■ Task directions:
Check each line of the records below and collect those that include the word "linear".

Collected data:

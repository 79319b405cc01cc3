//! 16-state Kalman estimator over pose, velocity, angular velocity and
//! linear acceleration.
//!
//! State layout: `[p(3), q(4, wxyz), v(3), w(3), a(3)]`. The predict step is
//! linear-Gaussian except the orientation, which is propagated
//! multiplicatively by integrating angular velocity and renormalized. Two
//! measurement paths exist: a 7-dimensional pose update and a 6-dimensional
//! inertial update.

use nalgebra::{Quaternion, SMatrix, SVector, UnitQuaternion, Vector3};

use crate::geometry::SE3;

/// 16-element filter state vector.
pub type Vector16 = SVector<f64, 16>;
/// 16×16 covariance matrix.
pub type Matrix16 = SMatrix<f64, 16, 16>;
/// 7×7 pose-measurement noise matrix.
pub type Matrix7 = SMatrix<f64, 7, 7>;
/// 6×6 inertial-measurement noise matrix.
pub type Matrix6 = SMatrix<f64, 6, 6>;

const P_OFF: usize = 0;
const Q_OFF: usize = 3;
const V_OFF: usize = 7;
const W_OFF: usize = 10;
const A_OFF: usize = 13;

/// Diagonal noise levels for the filter; fixed once constructed.
#[derive(Debug, Clone, Copy)]
pub struct KalmanNoise {
    pub process_position: f64,
    pub process_orientation: f64,
    pub process_velocity: f64,
    pub process_angular: f64,
    pub process_acceleration: f64,
    pub measure_position: f64,
    pub measure_orientation: f64,
    pub measure_angular: f64,
    pub measure_acceleration: f64,
}

impl Default for KalmanNoise {
    fn default() -> Self {
        Self {
            process_position: 1e-4,
            process_orientation: 1e-4,
            process_velocity: 1e-3,
            process_angular: 1e-2,
            process_acceleration: 1e-1,
            measure_position: 1e-4,
            measure_orientation: 1e-4,
            measure_angular: 1e-3,
            measure_acceleration: 1e-1,
        }
    }
}

pub struct KalmanEstimator {
    x: Vector16,
    p: Matrix16,
    q: Matrix16,
    r_pose: Matrix7,
    r_inertial: Matrix6,
    initialized: bool,
    last_timestamp_s: Option<f64>,
}

impl KalmanEstimator {
    pub fn new(noise: KalmanNoise) -> Self {
        let mut x = Vector16::zeros();
        x[Q_OFF] = 1.0; // identity quaternion (w first)

        let mut q = Matrix16::zeros();
        for i in 0..3 {
            q[(P_OFF + i, P_OFF + i)] = noise.process_position;
            q[(V_OFF + i, V_OFF + i)] = noise.process_velocity;
            q[(W_OFF + i, W_OFF + i)] = noise.process_angular;
            q[(A_OFF + i, A_OFF + i)] = noise.process_acceleration;
        }
        for i in 0..4 {
            q[(Q_OFF + i, Q_OFF + i)] = noise.process_orientation;
        }

        let mut r_pose = Matrix7::zeros();
        for i in 0..3 {
            r_pose[(i, i)] = noise.measure_position;
        }
        for i in 3..7 {
            r_pose[(i, i)] = noise.measure_orientation;
        }

        let mut r_inertial = Matrix6::zeros();
        for i in 0..3 {
            r_inertial[(i, i)] = noise.measure_angular;
            r_inertial[(i + 3, i + 3)] = noise.measure_acceleration;
        }

        Self {
            x,
            p: Matrix16::identity(),
            q,
            r_pose,
            r_inertial,
            initialized: false,
            last_timestamp_s: None,
        }
    }

    /// Clear state and covariance; noise matrices are preserved.
    pub fn reset(&mut self) {
        self.x = Vector16::zeros();
        self.x[Q_OFF] = 1.0;
        self.p = Matrix16::identity();
        self.initialized = false;
        self.last_timestamp_s = None;
    }

    pub fn is_initialized(&self) -> bool {
        self.initialized
    }

    pub fn position(&self) -> Vector3<f64> {
        self.x.fixed_rows::<3>(P_OFF).into_owned()
    }

    pub fn orientation(&self) -> UnitQuaternion<f64> {
        quat_from_state(&self.x)
    }

    pub fn velocity(&self) -> Vector3<f64> {
        self.x.fixed_rows::<3>(V_OFF).into_owned()
    }

    pub fn angular_velocity(&self) -> Vector3<f64> {
        self.x.fixed_rows::<3>(W_OFF).into_owned()
    }

    pub fn acceleration(&self) -> Vector3<f64> {
        self.x.fixed_rows::<3>(A_OFF).into_owned()
    }

    /// Seed the full state directly (used on initialization and when
    /// reloading persisted state).
    pub fn seed(&mut self, pose: &SE3, velocity: Vector3<f64>, timestamp_s: f64) {
        self.x = Vector16::zeros();
        self.x.fixed_rows_mut::<3>(P_OFF).copy_from(&pose.translation);
        write_quat(&mut self.x, &pose.rotation);
        self.x.fixed_rows_mut::<3>(V_OFF).copy_from(&velocity);
        self.p = Matrix16::identity();
        self.initialized = true;
        self.last_timestamp_s = Some(timestamp_s);
    }

    /// Time-propagate state and covariance by `dt` seconds.
    pub fn predict(&mut self, dt: f64) {
        if dt <= 0.0 {
            return;
        }
        let f = transition_matrix(dt);
        self.x = propagate_state(&self.x, dt);
        self.p = f * self.p * f.transpose() + self.q;
    }

    /// 7-dimensional pose measurement update (position + orientation).
    ///
    /// The quaternion innovation is formed from the minimal axis-angle
    /// residual: the measured quaternion is flipped into the hemisphere of
    /// the state estimate before differencing, so the correction always
    /// takes the short way around.
    pub fn update_pose(&mut self, pose: &SE3, timestamp_s: f64) {
        if !self.initialized {
            self.seed(pose, Vector3::zeros(), timestamp_s);
            return;
        }
        if let Some(last) = self.last_timestamp_s {
            self.predict(timestamp_s - last);
        }
        self.last_timestamp_s = Some(timestamp_s);

        let q_state = quat_from_state(&self.x);
        let mut q_meas = *pose.rotation.quaternion();
        if q_state.quaternion().dot(&q_meas) < 0.0 {
            q_meas = -q_meas;
        }

        let mut y = SVector::<f64, 7>::zeros();
        let p_res = pose.translation - self.position();
        y.fixed_rows_mut::<3>(0).copy_from(&p_res);
        y[3] = q_meas.w - self.x[Q_OFF];
        y[4] = q_meas.i - self.x[Q_OFF + 1];
        y[5] = q_meas.j - self.x[Q_OFF + 2];
        y[6] = q_meas.k - self.x[Q_OFF + 3];

        let mut h = SMatrix::<f64, 7, 16>::zeros();
        for i in 0..3 {
            h[(i, P_OFF + i)] = 1.0;
        }
        for i in 0..4 {
            h[(3 + i, Q_OFF + i)] = 1.0;
        }

        let s = h * self.p * h.transpose() + self.r_pose;
        let Some(s_inv) = s.try_inverse() else {
            return;
        };
        let k = self.p * h.transpose() * s_inv;

        self.x += k * y;
        normalize_quat(&mut self.x);
        self.p = (Matrix16::identity() - k * h) * self.p;
    }

    /// 6-dimensional inertial measurement update: angular velocity (body
    /// gyro) and gravity-compensated linear acceleration in the world frame.
    pub fn update_inertial(
        &mut self,
        angular_velocity: Vector3<f64>,
        acceleration: Vector3<f64>,
        timestamp_s: f64,
    ) {
        if !self.initialized {
            return;
        }
        if let Some(last) = self.last_timestamp_s {
            self.predict(timestamp_s - last);
        }
        self.last_timestamp_s = Some(timestamp_s);

        let mut y = SVector::<f64, 6>::zeros();
        y.fixed_rows_mut::<3>(0)
            .copy_from(&(angular_velocity - self.angular_velocity()));
        y.fixed_rows_mut::<3>(3)
            .copy_from(&(acceleration - self.acceleration()));

        let mut h = SMatrix::<f64, 6, 16>::zeros();
        for i in 0..3 {
            h[(i, W_OFF + i)] = 1.0;
            h[(3 + i, A_OFF + i)] = 1.0;
        }

        let s = h * self.p * h.transpose() + self.r_inertial;
        let Some(s_inv) = s.try_inverse() else {
            return;
        };
        let k = self.p * h.transpose() * s_inv;

        self.x += k * y;
        normalize_quat(&mut self.x);
        self.p = (Matrix16::identity() - k * h) * self.p;
    }

    /// Forward-predict the pose by `horizon_ms` without committing anything
    /// to filter state. Runs predict-only steps on a copy.
    pub fn predict_pose(&self, horizon_ms: f64) -> Option<SE3> {
        if !self.initialized {
            return None;
        }
        let mut x = self.x;
        let mut remaining = horizon_ms / 1000.0;
        const STEP_S: f64 = 0.004;
        while remaining > 0.0 {
            let dt = remaining.min(STEP_S);
            x = propagate_state(&x, dt);
            remaining -= dt;
        }
        Some(SE3 {
            rotation: quat_from_state(&x),
            translation: x.fixed_rows::<3>(P_OFF).into_owned(),
        })
    }
}

impl Default for KalmanEstimator {
    fn default() -> Self {
        Self::new(KalmanNoise::default())
    }
}

fn transition_matrix(dt: f64) -> Matrix16 {
    let mut f = Matrix16::identity();
    for i in 0..3 {
        f[(P_OFF + i, V_OFF + i)] = dt;
        f[(V_OFF + i, A_OFF + i)] = dt;
    }
    f
}

fn propagate_state(x: &Vector16, dt: f64) -> Vector16 {
    let mut next = *x;
    let v = x.fixed_rows::<3>(V_OFF).into_owned();
    let w = x.fixed_rows::<3>(W_OFF).into_owned();
    let a = x.fixed_rows::<3>(A_OFF).into_owned();

    let p = x.fixed_rows::<3>(P_OFF).into_owned() + v * dt;
    next.fixed_rows_mut::<3>(P_OFF).copy_from(&p);
    next.fixed_rows_mut::<3>(V_OFF).copy_from(&(v + a * dt));

    let q = quat_from_state(x) * UnitQuaternion::from_scaled_axis(w * dt);
    write_quat(&mut next, &q);
    next
}

fn quat_from_state(x: &Vector16) -> UnitQuaternion<f64> {
    UnitQuaternion::from_quaternion(Quaternion::new(
        x[Q_OFF],
        x[Q_OFF + 1],
        x[Q_OFF + 2],
        x[Q_OFF + 3],
    ))
}

fn write_quat(x: &mut Vector16, q: &UnitQuaternion<f64>) {
    x[Q_OFF] = q.w;
    x[Q_OFF + 1] = q.i;
    x[Q_OFF + 2] = q.j;
    x[Q_OFF + 3] = q.k;
}

fn normalize_quat(x: &mut Vector16) {
    let q = Quaternion::new(x[Q_OFF], x[Q_OFF + 1], x[Q_OFF + 2], x[Q_OFF + 3]);
    let n = q.norm();
    if n > 1e-12 {
        x[Q_OFF] = q.w / n;
        x[Q_OFF + 1] = q.i / n;
        x[Q_OFF + 2] = q.j / n;
        x[Q_OFF + 3] = q.k / n;
    } else {
        x[Q_OFF] = 1.0;
        x[Q_OFF + 1] = 0.0;
        x[Q_OFF + 2] = 0.0;
        x[Q_OFF + 3] = 0.0;
    }
}

#[cfg(test)]
mod tests {
    use super::*;
    use approx::assert_relative_eq;

    #[test]
    fn test_first_pose_seeds_state() {
        let mut kf = KalmanEstimator::default();
        assert!(!kf.is_initialized());

        let pose = SE3 {
            rotation: UnitQuaternion::from_euler_angles(0.0, 0.0, 0.3),
            translation: Vector3::new(1.0, 2.0, 3.0),
        };
        kf.update_pose(&pose, 0.0);

        assert!(kf.is_initialized());
        assert_relative_eq!(kf.position(), pose.translation, epsilon = 1e-12);
        assert!(pose.rotation.angle_to(&kf.orientation()) < 1e-12);
    }

    #[test]
    fn test_converges_on_constant_velocity_track() {
        let mut kf = KalmanEstimator::default();
        let velocity = Vector3::new(1.0, 0.0, 0.0);
        let dt = 0.02;

        for i in 0..50 {
            let t = i as f64 * dt;
            let pose = SE3 {
                rotation: UnitQuaternion::identity(),
                translation: velocity * t,
            };
            kf.update_pose(&pose, t);
        }

        assert_relative_eq!(kf.velocity().x, 1.0, epsilon = 0.1);
        let predicted = kf.predict_pose(100.0).unwrap();
        let expected_x = 49.0 * dt * 1.0 + 0.1;
        assert_relative_eq!(predicted.translation.x, expected_x, epsilon = 0.05);
    }

    #[test]
    fn test_quaternion_stays_normalized() {
        let mut kf = KalmanEstimator::default();
        kf.update_pose(&SE3::identity(), 0.0);
        for i in 1..100 {
            let t = i as f64 * 0.01;
            let pose = SE3 {
                rotation: UnitQuaternion::from_axis_angle(&Vector3::z_axis(), t),
                translation: Vector3::zeros(),
            };
            kf.update_pose(&pose, t);
            kf.update_inertial(Vector3::new(0.0, 0.0, 1.0), Vector3::zeros(), t);
        }
        assert_relative_eq!(kf.orientation().quaternion().norm(), 1.0, epsilon = 1e-9);
    }

    #[test]
    fn test_hemisphere_flip_takes_short_way() {
        let mut kf = KalmanEstimator::default();
        kf.update_pose(&SE3::identity(), 0.0);

        // Same rotation expressed with a negated quaternion must not yank
        // the estimate across the sphere.
        let q = UnitQuaternion::from_axis_angle(&Vector3::z_axis(), 0.01);
        let q_neg = UnitQuaternion::from_quaternion(-*q.quaternion());
        kf.update_pose(
            &SE3 {
                rotation: q_neg,
                translation: Vector3::zeros(),
            },
            0.01,
        );

        assert!(kf.orientation().angle() < 0.02);
    }

    #[test]
    fn test_inertial_update_pulls_angular_velocity() {
        let mut kf = KalmanEstimator::default();
        kf.update_pose(&SE3::identity(), 0.0);
        for i in 1..50 {
            let t = i as f64 * 0.005;
            kf.update_inertial(Vector3::new(0.0, 0.0, 2.0), Vector3::zeros(), t);
        }
        assert_relative_eq!(kf.angular_velocity().z, 2.0, epsilon = 0.2);
    }

    #[test]
    fn test_predict_pose_does_not_commit() {
        let mut kf = KalmanEstimator::default();
        kf.update_pose(&SE3::identity(), 0.0);
        kf.update_pose(
            &SE3 {
                rotation: UnitQuaternion::identity(),
                translation: Vector3::new(0.1, 0.0, 0.0),
            },
            0.1,
        );

        let before = kf.position();
        let _ = kf.predict_pose(50.0);
        assert_relative_eq!(kf.position(), before, epsilon = 1e-15);
    }
}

■ Result for this exercise:
//! linear acceleration.
//! linear-Gaussian except the orientation, which is propagated
    /// gyro) and gravity-compensated linear acceleration in the world frame.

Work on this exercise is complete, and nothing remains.